Trump and Elon Musk have both repeatedly argued, by misrepresenting the data in a government database of Social Security numbers, that many millions of very, very old people might be fraudulently getting benefits. Never mind that the more appropriate data set suggested a problem a fraction of that size.
Musk, writes CNN’s Tami Luhby, is “on the hunt for fraud” at the Social Security Administration. His Department of Government Efficiency unleashed chaos at the agency that provides benefits to 73 million Americans when it announced a new policy to require in-person visits from people who could not verify their identity online.
The agency, which like most of the federal government is already reeling from Musk’s efforts to cull the size of the federal workforce, would have been crushed by people showing up at understaffed Social Security Administration Offices. This week, it announced it would delay the policy rollout until April 14 and limit the new requirement to only those filing for retirement, survivors or family benefits.
Preventing fraud was also the stated reason for the Social Security Administration clamping down on those trying to change their bank account information over the phone. Read Luhby’s full report.
DOGE cuts and ‘fraud’
Defending cuts by DOGE, Trump said during his speech to Congress last month that the group, staffed, he said, by “intelligent, mostly young people,” has “found hundreds of billions of dollars of fraud.”
That claim of uncovered fraud has been impossible to substantiate since DOGE has worked largely in secret, and the claims of savings made on its website have been repeatedly shown to double-count and miscount the value of cuts.
More importantly, neither DOGE nor the White House has documented how cut programs and contracts were fraudulent. They were clearly part of programs the administration disagreed with, but a policy difference is a different thing than fraud, which is a crime. Trump knows this because his company was found guilty of criminal tax fraud in 2022 and he was found liable for civil tax fraud in New York last year.
Included in the staff and programming cuts at many agencies have been government watchdogs such as inspectors general, the very stopgaps in place to prevent fraud. This issue is playing out on a larger scale at the IRS, where thousands of workers are facing termination during tax filing season.
Musk has pushed a conspiracy theory, which is not supported by any factual evidence, that Democrats are using “entitlements fraud” as a magnet to bring immigrants into the country illegally and turn them into voters. We’ve previously pointed out the many holes in that particular theory, but suffice it to say there is no current viable path to citizenship (and therefore voting) for the undocumented.
There’s still no evidence of widespread election fraud, despite Trump’s unending claims, but this new executive action, he said, would “end it, hopefully.”
The order seeks to add a proof of citizenship requirement to the federal voter registration template used by states. It also seeks to give Musk’s DOGE access to state voter rolls.
Expect court battles. Critics argue voting by noncitizens is already illegal and has never been shown to be a major problem.

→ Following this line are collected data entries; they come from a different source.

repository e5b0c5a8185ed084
pub mod auth;
pub mod config;
pub mod error;
pub mod middleware;
pub mod models;
pub mod routes;
pub mod storage;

Requiring proof of citizenship, they contend, is a hindrance to poor people and the elderly, who might not have access to a passport or other specific document.
Some states already share voter information, but streamlining a national database could violate the Constitution’s guidance that states should run their own elections and run the risk of purging naturalized citizens, in particular.
Read more on Trump’s election integrity executive order from CNN’s Tierney Sneed and Ethan Cohen.
Even if Trump’s executive order withstands an expected court challenge, and even if there ends up being a new nationwide requirement to provide documentation of citizenship before registering to vote, Trump has created an insert-allegation-of-fraud-here template for future candidates and presidents. You will hear the term “election fraud” again.